To gain an even stronger foothold in
the automotive world, Nvidia has changed its strategy: the company no
longer focuses solely on chips, but offers a complete package of
hardware and software. "Customers can put together their own solution
and save on basic development," explains Ralf Herrtwich, Senior Director
Automotive Software at Nvidia. An OEM that wants to offer a
semi-autonomous vehicle, for example, can obtain both the hardware for
evaluating the camera images and pre-trained neural networks from Nvidia
- for example, one that automatically recognises traffic signs. Unlike
other manufacturers, this modular system is open. "All interfaces can be
viewed. The OEM can thus adapt the system to its own requirements,"
explains Herrtwich. In theory, a manufacturer can use pre-trained neural
networks from Nvidia and then combine them with in-house developments.

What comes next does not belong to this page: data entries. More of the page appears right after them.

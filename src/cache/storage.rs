//! In-memory context cache with lazy TTL expiry.

use chrono::{DateTime, Duration, Utc};
use regex::Regex;
use std::any::Any;
use std::collections::HashMap;
use std::sync::atomic::{AtomicU64, Ordering};
use std::sync::{Arc, Mutex, MutexGuard, PoisonError};
use tracing::debug;

use super::traits::{CacheKind, CacheTtls, Clock, SystemClock};

/// A single cached value.
///
/// Entries are replaced wholesale on refresh and never mutated in place.
struct CacheEntry {
  data: Arc<dyn Any + Send + Sync>,
  timestamp: DateTime<Utc>,
  ttl: Duration,
}

impl CacheEntry {
  fn is_valid(&self, now: DateTime<Utc>) -> bool {
    now - self.timestamp <= self.ttl
  }
}

/// Hit/miss counters and current size.
#[derive(Debug, Clone, Copy, PartialEq)]
pub struct CacheStats {
  pub hits: u64,
  pub misses: u64,
  /// Physical entries, including expired ones not yet swept
  pub entries: usize,
}

impl CacheStats {
  pub fn hit_rate(&self) -> f64 {
    let total = self.hits + self.misses;
    if total == 0 {
      0.0
    } else {
      self.hits as f64 / total as f64
    }
  }
}

/// Process-local cache of derived context objects.
///
/// Expiry is checked only on read; there is no background sweeper. The map
/// holds a handful of named keys, so expired entries lingering until their
/// next read cost next to nothing.
pub struct ContextCache {
  entries: Mutex<HashMap<String, CacheEntry>>,
  ttls: CacheTtls,
  clock: Arc<dyn Clock>,
  hits: AtomicU64,
  misses: AtomicU64,
}

impl ContextCache {
  /// Create a cache backed by the wall clock.
  pub fn new(ttls: CacheTtls) -> Self {
    Self::with_clock(ttls, Arc::new(SystemClock))
  }

  pub fn with_clock(ttls: CacheTtls, clock: Arc<dyn Clock>) -> Self {
    Self {
      entries: Mutex::new(HashMap::new()),
      ttls,
      clock,
      hits: AtomicU64::new(0),
      misses: AtomicU64::new(0),
    }
  }

  pub fn clock(&self) -> &Arc<dyn Clock> {
    &self.clock
  }

  fn entries(&self) -> MutexGuard<'_, HashMap<String, CacheEntry>> {
    // The map is left consistent by every critical section, so a poisoned
    // lock is still safe to use.
    self.entries.lock().unwrap_or_else(PoisonError::into_inner)
  }

  /// Store a value under `key` with the TTL of `kind`, replacing any previous entry.
  ///
  /// Returns the timestamp recorded for the entry.
  pub fn set<T: Any + Send + Sync>(
    &self,
    key: &str,
    value: Arc<T>,
    kind: CacheKind,
  ) -> DateTime<Utc> {
    let timestamp = self.clock.now();
    let entry = CacheEntry {
      data: value,
      timestamp,
      ttl: self.ttls.ttl_for(kind),
    };
    self.entries().insert(key.to_string(), entry);
    debug!(key, kind = kind.as_str(), "cache set");
    timestamp
  }

  /// Get an unexpired value. An expired entry found here is evicted.
  #[allow(dead_code)]
  pub fn get<T: Any + Send + Sync>(&self, key: &str) -> Option<Arc<T>> {
    self.lookup(key).map(|(data, _)| data)
  }

  /// Like [`get`](Self::get), but counts the outcome in the hit/miss stats.
  #[allow(dead_code)]
  pub fn get_with_stats<T: Any + Send + Sync>(&self, key: &str) -> Option<Arc<T>> {
    self.lookup_with_stats(key).map(|(data, _)| data)
  }

  /// Get an unexpired value together with the time it was stored.
  pub fn lookup<T: Any + Send + Sync>(&self, key: &str) -> Option<(Arc<T>, DateTime<Utc>)> {
    let now = self.clock.now();
    let mut entries = self.entries();

    let entry = entries.get(key)?;
    if !entry.is_valid(now) {
      entries.remove(key);
      debug!(key, "cache entry expired");
      return None;
    }

    let timestamp = entry.timestamp;
    Arc::clone(&entry.data)
      .downcast::<T>()
      .ok()
      .map(|data| (data, timestamp))
  }

  pub fn lookup_with_stats<T: Any + Send + Sync>(
    &self,
    key: &str,
  ) -> Option<(Arc<T>, DateTime<Utc>)> {
    let result = self.lookup(key);
    if result.is_some() {
      self.hits.fetch_add(1, Ordering::Relaxed);
    } else {
      self.misses.fetch_add(1, Ordering::Relaxed);
    }
    result
  }

  /// Remove one key. Returns whether an entry was present.
  pub fn invalidate(&self, key: &str) -> bool {
    self.entries().remove(key).is_some()
  }

  /// Remove every key matching `pattern`. Returns the number of keys removed.
  pub fn invalidate_pattern(&self, pattern: &Regex) -> usize {
    let mut entries = self.entries();
    let before = entries.len();
    entries.retain(|key, _| !pattern.is_match(key));
    let removed = before - entries.len();
    debug!(pattern = pattern.as_str(), removed, "cache invalidated by pattern");
    removed
  }

  /// Compile `pattern` and invalidate the keys it matches.
  pub fn invalidate_matching(&self, pattern: &str) -> Result<usize, regex::Error> {
    let regex = Regex::new(pattern)?;
    Ok(self.invalidate_pattern(&regex))
  }

  pub fn clear(&self) {
    self.entries().clear();
  }

  pub fn stats(&self) -> CacheStats {
    CacheStats {
      hits: self.hits.load(Ordering::Relaxed),
      misses: self.misses.load(Ordering::Relaxed),
      entries: self.entries().len(),
    }
  }
}

impl std::fmt::Debug for ContextCache {
  fn fmt(&self, f: &mut std::fmt::Formatter<'_>) -> std::fmt::Result {
    f.debug_struct("ContextCache")
      .field("ttls", &self.ttls)
      .field("stats", &self.stats())
      .finish_non_exhaustive()
  }
}
use chrono::Duration;
use color_eyre::{eyre::eyre, Result};
use serde::Deserialize;
use std::path::{Path, PathBuf};
use std::time::Duration as StdDuration;

use crate::cache::CacheTtls;

#[derive(Debug, Clone, Default, Deserialize)]
#[serde(default)]
pub struct Config {
  pub database: DatabaseConfig,
  pub inventory: InventoryConfig,
  pub cache: CacheConfig,
  pub external: ExternalConfig,
}

#[derive(Debug, Clone, Default, Deserialize)]
#[serde(default)]
pub struct DatabaseConfig {
  /// SQLite file (default: $XDG_DATA_HOME/stocksight/inventory.db)
  pub path: Option<PathBuf>,
}

#[derive(Debug, Clone, Deserialize)]
#[serde(default)]
pub struct InventoryConfig {
  /// Products at or below this quantity count as low stock
  pub low_stock_threshold: i64,
  /// Products at or below this quantity count as critical
  pub critical_stock_threshold: i64,
  /// How far ahead to look for expiring products
  pub expiry_window_days: i64,
  /// Row limit for the "recent ..." lists
  pub recent_limit: usize,
}

impl Default for InventoryConfig {
  fn default() -> Self {
    Self {
      low_stock_threshold: 10,
      critical_stock_threshold: 3,
      expiry_window_days: 30,
      recent_limit: 10,
    }
  }
}

#[derive(Debug, Clone, Deserialize)]
#[serde(default)]
pub struct CacheConfig {
  pub inventory_ttl_secs: i64,
  pub external_ttl_secs: i64,
  pub user_ttl_secs: i64,
}

impl Default for CacheConfig {
  fn default() -> Self {
    Self {
      inventory_ttl_secs: 300,
      external_ttl_secs: 900,
      user_ttl_secs: 120,
    }
  }
}

impl CacheConfig {
  pub fn ttls(&self) -> CacheTtls {
    CacheTtls {
      inventory: Duration::seconds(self.inventory_ttl_secs),
      external: Duration::seconds(self.external_ttl_secs),
      user_specific: Duration::seconds(self.user_ttl_secs),
    }
  }
}

#[derive(Debug, Clone, Deserialize)]
#[serde(default)]
pub struct ExternalConfig {
  /// OpenWeatherMap-compatible current weather endpoint
  pub weather_url: String,
  pub weather_location: String,
  /// ExchangeRate-API-compatible base URL (key and currency are appended)
  pub economic_url: String,
  pub base_currency: String,
  /// Currency codes to keep from the rates response
  pub currencies: Vec<String>,
  pub http_timeout_secs: u64,
}

impl Default for ExternalConfig {
  fn default() -> Self {
    Self {
      weather_url: "https://api.openweathermap.org/data/2.5/weather".to_string(),
      weather_location: "London".to_string(),
      economic_url: "https://v6.exchangerate-api.com/v6".to_string(),
      base_currency: "USD".to_string(),
      currencies: ["EUR", "GBP", "JPY", "CNY"]
        .into_iter()
        .map(String::from)
        .collect(),
      http_timeout_secs: 5,
    }
  }
}

impl ExternalConfig {
  pub fn http_timeout(&self) -> StdDuration {
    StdDuration::from_secs(self.http_timeout_secs)
  }
}

impl Config {
  /// Load configuration from file.
  ///
  /// Search order:
  /// 1. Explicit path if provided
  /// 2. ./stocksight.yaml (current directory)
  /// 3. $XDG_CONFIG_HOME/stocksight/config.yaml
  ///
  /// Without any config file the defaults are used.
  pub fn load(explicit_path: Option<&Path>) -> Result<Self> {
    let path = if let Some(p) = explicit_path {
      if p.exists() {
        Some(p.to_path_buf())
      } else {
        return Err(eyre!("Config file not found: {}", p.display()));
      }
    } else {
      Self::find_config_file()
    };

    let config = match path {
      Some(p) => Self::load_from_path(&p)?,
      None => Self::default(),
    };
    config.validate()?;

    Ok(config)
  }

  fn find_config_file() -> Option<PathBuf> {
    // Check current directory
    let local = PathBuf::from("stocksight.yaml");
    if local.exists() {
      return Some(local);
    }

    // Check XDG config directory
    if let Some(config_dir) = dirs::config_dir() {
      let xdg_path = config_dir.join("stocksight").join("config.yaml");
      if xdg_path.exists() {
        return Some(xdg_path);
      }
    }

    None
  }

  fn load_from_path(path: &Path) -> Result<Self> {
    let contents = std::fs::read_to_string(path)
      .map_err(|e| eyre!("Failed to read config file {}: {}", path.display(), e))?;

    let config: Config = serde_yaml::from_str(&contents)
      .map_err(|e| eyre!("Failed to parse config file {}: {}", path.display(), e))?;

    Ok(config)
  }

  fn validate(&self) -> Result<()> {
    let inventory = &self.inventory;
    if inventory.critical_stock_threshold > inventory.low_stock_threshold {
      return Err(eyre!(
        "critical_stock_threshold ({}) must not exceed low_stock_threshold ({})",
        inventory.critical_stock_threshold,
        inventory.low_stock_threshold
      ));
    }

    let cache = &self.cache;
    if cache.inventory_ttl_secs < 0 || cache.external_ttl_secs < 0 || cache.user_ttl_secs < 0 {
      return Err(eyre!("Cache TTLs must not be negative"));
    }

    for (name, value) in [
      ("weather_url", &self.external.weather_url),
      ("economic_url", &self.external.economic_url),
    ] {
      url::Url::parse(value).map_err(|e| eyre!("Invalid {} '{}': {}", name, value, e))?;
    }

    Ok(())
  }

  /// Path of the inventory database, falling back to the data directory.
  pub fn database_path(&self) -> Result<PathBuf> {
    if let Some(path) = &self.database.path {
      return Ok(path.clone());
    }
    Ok(data_dir()?.join("inventory.db"))
  }

  /// Get the weather API key from the environment, if set.
  pub fn weather_api_key() -> Option<String> {
    non_empty_env("STOCKSIGHT_WEATHER_API_KEY")
  }

  /// Get the exchange-rate API key from the environment, if set.
  pub fn economic_api_key() -> Option<String> {
    non_empty_env("STOCKSIGHT_ECONOMIC_API_KEY")
  }
}

fn non_empty_env(name: &str) -> Option<String> {
  std::env::var(name).ok().filter(|v| !v.trim().is_empty())
}

/// Application data directory ($XDG_DATA_HOME/stocksight).
pub fn data_dir() -> Result<PathBuf> {
  let data_dir = dirs::data_dir()
    .or_else(|| dirs::home_dir().map(|p| p.join(".local/share")))
    .ok_or_else(|| eyre!("Could not determine data directory"))?;

  Ok(data_dir.join("stocksight"))
}

#[cfg(test)]
mod tests {
  use super::*;
  use std::io::Write;

  fn write_config(contents: &str) -> tempfile::NamedTempFile {
    let mut file = tempfile::NamedTempFile::new().unwrap();
    file.write_all(contents.as_bytes()).unwrap();
    file
  }

  #[test]
  fn test_partial_config_fills_defaults() {
    let file = write_config(
      "inventory:\n  low_stock_threshold: 20\nexternal:\n  weather_location: Oslo\n",
    );

    let config = Config::load(Some(file.path())).unwrap();

    assert_eq!(config.inventory.low_stock_threshold, 20);
    assert_eq!(config.inventory.critical_stock_threshold, 3);
    assert_eq!(config.external.weather_location, "Oslo");
    assert_eq!(config.external.base_currency, "USD");
    assert_eq!(config.cache.ttls(), CacheTtls::default());
  }

  #[test]
  fn test_cache_ttls_from_seconds() {
    let file = write_config("cache:\n  inventory_ttl_secs: 60\n");
    let config = Config::load(Some(file.path())).unwrap();
    assert_eq!(config.cache.ttls().inventory, Duration::seconds(60));
    assert_eq!(config.cache.ttls().external, Duration::minutes(15));
  }

  #[test]
  fn test_missing_explicit_path_is_an_error() {
    let err = Config::load(Some(Path::new("/nonexistent/stocksight.yaml"))).unwrap_err();
    assert!(err.to_string().contains("Config file not found"));
  }

  #[test]
  fn test_critical_above_low_is_rejected() {
    let file = write_config(
      "inventory:\n  low_stock_threshold: 2\n  critical_stock_threshold: 5\n",
    );
    assert!(Config::load(Some(file.path())).is_err());
  }

  #[test]
  fn test_invalid_url_is_rejected() {
    let file = write_config("external:\n  weather_url: not a url\n");
    assert!(Config::load(Some(file.path())).is_err());
  }

  #[test]
  fn test_explicit_database_path_wins() {
    let file = write_config("database:\n  path: /tmp/stock.db\n");
    let config = Config::load(Some(file.path())).unwrap();
    assert_eq!(config.database_path().unwrap(), PathBuf::from("/tmp/stock.db"));
  }
}
//! Prompt assembly.
//!
//! Pulls the context snapshots through their caches and renders them into
//! one fixed-structure prompt. Given the same snapshots the output is
//! identical, so a fixed clock makes it fully deterministic.

pub mod hints;
mod render;
mod role;

use chrono::{DateTime, Utc};
use std::sync::Arc;
use tracing::debug;

pub use role::Role;

use crate::cache::{CacheLayer, Clock};
use crate::config::Config;
use crate::context::{
  ExternalContext, ExternalContextBuilder, ExternalFeeds, InventoryContext,
  InventoryContextBuilder, UserContext, UserContextBuilder,
};
use crate::store::InventoryStore;

pub struct PromptAssembler<S, F> {
  clock: Arc<dyn Clock>,
  inventory: InventoryContextBuilder<S>,
  external: ExternalContextBuilder<S, F>,
  users: UserContextBuilder<S>,
}

impl<S: InventoryStore, F: ExternalFeeds> PromptAssembler<S, F> {
  pub fn new(store: Arc<S>, feeds: Arc<F>, cache: CacheLayer, config: &Config) -> Self {
    Self {
      clock: Arc::clone(cache.cache().clock()),
      inventory: InventoryContextBuilder::new(
        Arc::clone(&store),
        cache.clone(),
        config.inventory.clone(),
      ),
      external: ExternalContextBuilder::new(
        Arc::clone(&store),
        feeds,
        cache.clone(),
        config.external.http_timeout(),
      ),
      users: UserContextBuilder::new(store, cache, config.inventory.clone()),
    }
  }

  pub fn inventory(&self) -> &InventoryContextBuilder<S> {
    &self.inventory
  }

  pub fn external(&self) -> &ExternalContextBuilder<S, F> {
    &self.external
  }

  pub fn users(&self) -> &UserContextBuilder<S> {
    &self.users
  }

  /// Render the prompt for `role`, focused on `query` when one is given.
  pub async fn build_comprehensive_ai_context(&self, role: Role, query: Option<&str>) -> String {
    let (inventory, external) = futures::join!(self.inventory.build(), self.external.build());
    let now = self.clock.now();
    render_prompt(role, query, now, &inventory, &external, None)
  }

  /// Like [`build_comprehensive_ai_context`](Self::build_comprehensive_ai_context),
  /// with the user's own recent activity included.
  pub async fn build_for_user(&self, role: Role, query: Option<&str>, user_id: &str) -> String {
    let (inventory, external, user) = futures::join!(
      self.inventory.build(),
      self.external.build(),
      self.users.build(user_id),
    );
    let now = self.clock.now();
    render_prompt(role, query, now, &inventory, &external, Some(&user))
  }
}

fn render_prompt(
  role: Role,
  query: Option<&str>,
  now: DateTime<Utc>,
  inventory: &InventoryContext,
  external: &ExternalContext,
  user: Option<&UserContext>,
) -> String {
  let query = query.map(str::trim).filter(|q| !q.is_empty());
  let hints = query
    .map(|q| hints::render_hints(q, inventory, external))
    .unwrap_or_default();
  debug!(role = role.as_str(), hints = hints.len(), "rendering prompt");

  let mut out = String::new();
  render::preamble(&mut out, role, &now, &inventory.generated_at);
  render::focus(&mut out, &hints);
  render::overview(&mut out, inventory);
  render::stock_alerts(&mut out, inventory);
  render::expiring(&mut out, inventory);
  render::categories(&mut out, inventory);
  render::vendors(&mut out, inventory);
  render::predictions(&mut out, inventory);
  render::recent(&mut out, inventory);
  render::external(&mut out, external);
  if let Some(user) = user {
    render::user(&mut out, user);
  }
  render::data_quality(&mut out, inventory, external);
  render::role(&mut out, role);
  if let Some(query) = query {
    render::question(&mut out, query);
  }
  out
}

#[cfg(test)]
mod tests {
  use super::*;
  use crate::cache::{CacheTtls, ContextCache, ManualClock};
  use chrono::Duration;
  use crate::context::types::{EconomicSnapshot, WeatherSnapshot};
  use crate::db::{seed::seed_demo_data, Database};
  use crate::error::FetchError;
  use crate::store::SqliteStore;
  use std::collections::BTreeMap;

  struct OfflineFeeds;

  impl ExternalFeeds for OfflineFeeds {
    async fn weather(&self) -> Result<WeatherSnapshot, FetchError> {
      Err(FetchError::MissingApiKey("weather API"))
    }

    async fn economic(&self) -> Result<EconomicSnapshot, FetchError> {
      Ok(EconomicSnapshot {
        base_currency: "USD".to_string(),
        rates: BTreeMap::from([("EUR".to_string(), 0.92), ("GBP".to_string(), 0.79)]),
        updated_at: None,
      })
    }
  }

  fn assembler() -> PromptAssembler<SqliteStore, OfflineFeeds> {
    assembler_with_clock().1
  }

  fn assembler_with_clock() -> (Arc<ManualClock>, PromptAssembler<SqliteStore, OfflineFeeds>) {
    let clock = Arc::new(ManualClock::fixed());
    let cache = Arc::new(ContextCache::with_clock(CacheTtls::default(), clock.clone()));
    let db = Database::open_in_memory().unwrap();
    seed_demo_data(db.conn(), clock.now()).unwrap();

    let assembler = PromptAssembler::new(
      Arc::new(SqliteStore::new(db)),
      Arc::new(OfflineFeeds),
      CacheLayer::new(cache),
      &Config::default(),
    );
    (clock, assembler)
  }

  #[tokio::test]
  async fn test_critical_query_adds_focus() {
    let prompt = assembler()
      .build_comprehensive_ai_context(Role::Manager, Some("what is critical"))
      .await;

    let focus = prompt.find("=== FOCUS ===").unwrap();
    let overview = prompt.find("=== INVENTORY OVERVIEW ===").unwrap();
    assert!(focus < overview);
    assert!(prompt.contains("CRITICAL STOCK:"));
    assert!(prompt.contains("- Trail Mix (SNK-002): 0 units left"));
    assert!(!prompt.contains("VENDOR RELIABILITY:"));
    assert!(prompt.contains("=== QUESTION ===\nwhat is critical"));
  }

  #[tokio::test]
  async fn test_vendor_query_adds_vendor_hint() {
    let prompt = assembler()
      .build_comprehensive_ai_context(Role::Admin, Some("vendor reliability"))
      .await;

    assert!(prompt.contains("VENDOR RELIABILITY:"));
    assert!(prompt.contains("- CrunchTime Foods: 33% on time (1/3 orders)"));
    assert!(!prompt.contains("CRITICAL STOCK:"));
  }

  #[tokio::test]
  async fn test_unrelated_query_has_no_focus() {
    let prompt = assembler()
      .build_comprehensive_ai_context(Role::Staff, Some("tell me a joke"))
      .await;

    assert!(!prompt.contains("=== FOCUS ==="));
    assert!(prompt.contains(Role::Staff.capabilities()));
  }

  #[tokio::test]
  async fn test_prompt_embeds_context_and_missing_weather() {
    let prompt = assembler()
      .build_comprehensive_ai_context(Role::Manager, None)
      .await;

    assert!(prompt.contains("Current time: 2024-06-01 12:00 UTC"));
    assert!(prompt.contains("Inventory data as of: 2024-06-01 12:00 UTC"));
    assert!(prompt.contains("Health score: 60/100"));
    assert!(prompt.contains("Estimated inventory value: $1665.81"));
    assert!(prompt.contains("Beverages [CRITICAL]"));
    assert!(prompt.contains("Weather: Data unavailable."));
    assert!(prompt.contains("Exchange rates (base USD): EUR=0.9200, GBP=0.7900"));
    assert!(prompt.contains("Some data could not be loaded: weather."));
    assert!(!prompt.contains("=== QUESTION ==="));
  }

  #[tokio::test]
  async fn test_prompt_is_deterministic() {
    let assembler = assembler();
    let first = assembler
      .build_comprehensive_ai_context(Role::Manager, Some("forecast"))
      .await;
    let second = assembler
      .build_comprehensive_ai_context(Role::Manager, Some("forecast"))
      .await;

    assert_eq!(first, second);
  }

  #[tokio::test]
  async fn test_cached_snapshot_keeps_its_build_time() {
    let (clock, assembler) = assembler_with_clock();
    assembler.build_comprehensive_ai_context(Role::Manager, None).await;

    clock.advance(Duration::minutes(3));
    let prompt = assembler
      .build_comprehensive_ai_context(Role::Manager, None)
      .await;

    assert!(prompt.contains("Current time: 2024-06-01 12:03 UTC"));
    assert!(prompt.contains("Inventory data as of: 2024-06-01 12:00 UTC"));
  }

  #[tokio::test]
  async fn test_user_prompt_includes_user_activity() {
    let prompt = assembler()
      .build_for_user(Role::Staff, Some("what should I restock"), "alice")
      .await;

    assert!(prompt.contains("=== YOUR RECENT ACTIVITY ===\nUser: alice"));
    assert!(prompt.contains("Adjusted Trail Mix quantity to 0"));
    assert!(prompt.contains("REORDER:"));
  }
}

Nvidia products are System-on-a-Chip
Through
this strategy of openness, the American company aims to gain as many
OEMs as possible as users, which ultimately also drives the development
of the products. "We can best optimise our hardware if we know how it is
used," explains Herrtwich. He offers an example: most Nvidia products
are System-on-a-Chip (SoC). This means that a processor is combined with
other electronic components on a semiconductor. The automotive sector
uses chips with built-in video inputs to which external cameras are
connected. But how many inputs are needed? And how should the network
connection be designed? Such questions can only be answered in close
contact with the users, says Herrtwich. AI expert Schaper has a similar
view: "The input from other OEMs is important." In the current phase, it
is crucial to jointly accelerate the development processes.
In addition to hardware and software, Nvidia also offers closely cooperating OEMs access to its own infrastructure. For example, manufacturers can collaborate on training neural networks in Nvidia data centres, where thousands of GPUs work in parallel. After all, a self-driving algorithm must first learn to recognise a pedestrian, a tree, or another vehicle. To do this, it is fed millions of images from real traffic on which the corresponding objects have been manually marked. Through trial and error, the algorithm learns to identify them. This process requires a lot of work (such as labelling the objects) and requires high computer capacities. Nvidia handles both. Car manufacturers can thus access an artificial intelligence that has virtually been in school for several years.
Why GPUs are the better AI computers
GPUs are specialised in performing geometric calculations: rotating a body on the screen, zooming in or out. GPUs (graphics processing units) are particularly good at performing the matrix and vector calculations required for this. This is an advantage in the development of neural networks. They are similar to the human brain and consist of several layers in which data is processed and passed on to the next layer. To train them, matrix multiplications are key-in other words, exactly the specialty of GPUs.
In addition, these computer architectures have a lot of memory to store intermediate results and models efficiently. The third strength of GPUs is that they can process several data blocks simultaneously. The processors contain thousands of so-called shader units, each of which is quite simple and slow. However, these computing units can process parallelisable tasks much faster than conventional processors (central processing units, CPUs). When training neural networks, for example, graphics processors reduce the time required by up to 90 percent.